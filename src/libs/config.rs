//! Configuration management for taskforge.
//!
//! The configuration is a small JSON document kept next to the task store in
//! the platform data directory (see [`DataStorage`]). Every field has a
//! default, so a missing file simply means "use the defaults"; a file that
//! exists but cannot be parsed, or holds a date format chrono cannot render,
//! is reported instead of being overwritten.
//!
//! ## Fields
//!
//! - **data_file**: Backing file for the task store, `<data dir>/tasks.json` when unset
//! - **date_format**: `strftime` pattern used to display dates
//! - **id_display_length**: Number of id characters shown in tables
//! - **default_priority**: Priority given to tasks created without `--priority`
//!
//! ## Usage Examples
//!
//! ```rust,no_run
//! use taskforge::libs::config::Config;
//!
//! // Load existing configuration or defaults
//! let config = Config::read()?;
//! println!("Tasks are stored in {}", config.data_file_path()?.display());
//!
//! // Run the interactive wizard and persist the answers
//! Config::init()?.save()?;
//! # Ok::<(), anyhow::Error>(())
//! ```

use super::data_storage::DataStorage;
use crate::db::db::{write_json_atomic, DB_FILE_NAME};
use crate::libs::{
    formatter::{is_valid_date_format, DisplaySettings},
    messages::Message,
    task::Priority,
};
use crate::{msg_bail_anyhow, msg_error_anyhow, msg_print};
use anyhow::Result;
use dialoguer::{theme::ColorfulTheme, Input, Select};
use serde::{Deserialize, Serialize};
use std::fs;
use std::io;
use std::path::{Path, PathBuf};

pub const CONFIG_FILE_NAME: &str = "config.json";

#[derive(Serialize, Deserialize, Clone, Debug, PartialEq, Eq)]
#[serde(default)]
pub struct Config {
    /// Backing file of the task store. Relative paths are taken from the
    /// current directory.
    #[serde(skip_serializing_if = "Option::is_none")]
    pub data_file: Option<PathBuf>,

    /// Display pattern for dates, e.g. `%Y-%m-%d %H:%M`.
    pub date_format: String,

    /// How many leading id characters the tables show.
    pub id_display_length: usize,

    /// Priority of tasks created without an explicit one.
    pub default_priority: Priority,
}

impl Default for Config {
    fn default() -> Self {
        let settings = DisplaySettings::default();
        Config {
            data_file: None,
            date_format: settings.date_format,
            id_display_length: settings.id_length,
            default_priority: Priority::default(),
        }
    }
}

impl Config {
    /// Location of the configuration file in the data directory.
    pub fn path() -> Result<PathBuf> {
        Ok(DataStorage::new().get_path(CONFIG_FILE_NAME)?)
    }

    /// Loads the configuration from the data directory.
    pub fn read() -> Result<Config> {
        Self::read_from(&Self::path()?)
    }

    /// Loads the configuration from `path`; a missing file yields the defaults.
    pub fn read_from(path: &Path) -> Result<Config> {
        let config_str = match fs::read_to_string(path) {
            Ok(content) => content,
            Err(e) if e.kind() == io::ErrorKind::NotFound => return Ok(Config::default()),
            Err(e) => return Err(e.into()),
        };

        let config: Config =
            serde_json::from_str(&config_str).map_err(|e| msg_error_anyhow!(Message::ConfigParseError(e.to_string())))?;
        config.validate()?;
        Ok(config)
    }

    /// Rejects values the views cannot use.
    pub fn validate(&self) -> Result<()> {
        if !is_valid_date_format(&self.date_format) {
            msg_bail_anyhow!(Message::InvalidDateFormat(self.date_format.clone()));
        }
        Ok(())
    }

    pub fn save(&self) -> Result<()> {
        self.save_to(&Self::path()?)
    }

    pub fn save_to(&self, path: &Path) -> Result<()> {
        self.validate()?;
        write_json_atomic(path, self)?;
        Ok(())
    }

    /// Removes the configuration file. Returns `false` when there was none.
    pub fn delete() -> Result<bool> {
        Self::delete_at(&Self::path()?)
    }

    pub fn delete_at(path: &Path) -> Result<bool> {
        match fs::remove_file(path) {
            Ok(()) => Ok(true),
            Err(e) if e.kind() == io::ErrorKind::NotFound => Ok(false),
            Err(e) => Err(e.into()),
        }
    }

    /// Backing file of the task store: `data_file` or the default in the data directory.
    pub fn data_file_path(&self) -> Result<PathBuf> {
        match &self.data_file {
            Some(path) => Ok(path.clone()),
            None => Ok(DataStorage::new().get_path(DB_FILE_NAME)?),
        }
    }

    pub fn display_settings(&self) -> DisplaySettings {
        DisplaySettings {
            date_format: self.date_format.clone(),
            id_length: self.id_display_length,
        }
    }

    /// Interactive setup wizard. The current values are offered as defaults.
    pub fn init() -> Result<Self> {
        let current = Self::read()?;
        msg_print!(Message::ConfigWizardHeader, true);

        let data_file: String = Input::with_theme(&ColorfulTheme::default())
            .with_prompt(Message::PromptDataFile.to_string())
            .default(current.data_file.as_ref().map(|p| p.display().to_string()).unwrap_or_default())
            .allow_empty(true)
            .interact_text()?;

        let date_format: String = Input::with_theme(&ColorfulTheme::default())
            .with_prompt(Message::PromptDateFormat.to_string())
            .default(current.date_format.clone())
            .validate_with(|input: &String| -> Result<(), String> {
                if is_valid_date_format(input) {
                    Ok(())
                } else {
                    Err(Message::InvalidDateFormat(input.clone()).to_string())
                }
            })
            .interact_text()?;

        let id_display_length: usize = Input::with_theme(&ColorfulTheme::default())
            .with_prompt(Message::PromptIdDisplayLength.to_string())
            .default(current.id_display_length)
            .interact_text()?;

        let levels: Vec<&str> = Priority::ALL.iter().map(|p| p.as_str()).collect();
        let selected = Select::with_theme(&ColorfulTheme::default())
            .with_prompt(Message::PromptDefaultPriority.to_string())
            .items(&levels)
            .default(Priority::ALL.iter().position(|p| *p == current.default_priority).unwrap_or(1))
            .interact()?;

        let data_file = data_file.trim();
        Ok(Config {
            data_file: (!data_file.is_empty()).then(|| PathBuf::from(data_file)),
            date_format,
            id_display_length: id_display_length.max(1),
            default_priority: Priority::ALL[selected],
        })
    }
}

#[cfg(test)]
mod tests {
    use super::*;

    #[test]
    fn test_partial_file_falls_back_to_defaults() {
        let config: Config = serde_json::from_str(r#"{"id_display_length": 12}"#).unwrap();
        assert_eq!(config.id_display_length, 12);
        assert_eq!(config.date_format, "%Y-%m-%d %H:%M");
        assert_eq!(config.default_priority, Priority::Medium);
        assert!(config.data_file.is_none());
    }
}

——————

_DESCRIPTION OF THE TASK_
Everything above from the line with "Display pattern for" to the line with "pub fn read()", both included, must be repeated exactly, and nothing outside that range.

_RESPONSE FOR THIS EXERCISE_
    /// Display pattern for dates, e.g. `%Y-%m-%d %H:%M`.
    pub date_format: String,

    /// How many leading id characters the tables show.
    pub id_display_length: usize,

    /// Priority of tasks created without an explicit one.
    pub default_priority: Priority,
}

impl Default for Config {
    fn default() -> Self {
        let settings = DisplaySettings::default();
        Config {
            data_file: None,
            date_format: settings.date_format,
            id_display_length: settings.id_length,
            default_priority: Priority::default(),
        }
    }
}

impl Config {
    /// Location of the configuration file in the data directory.
    pub fn path() -> Result<PathBuf> {
        Ok(DataStorage::new().get_path(CONFIG_FILE_NAME)?)
    }

    /// Loads the configuration from the data directory.
    pub fn read() -> Result<Config> {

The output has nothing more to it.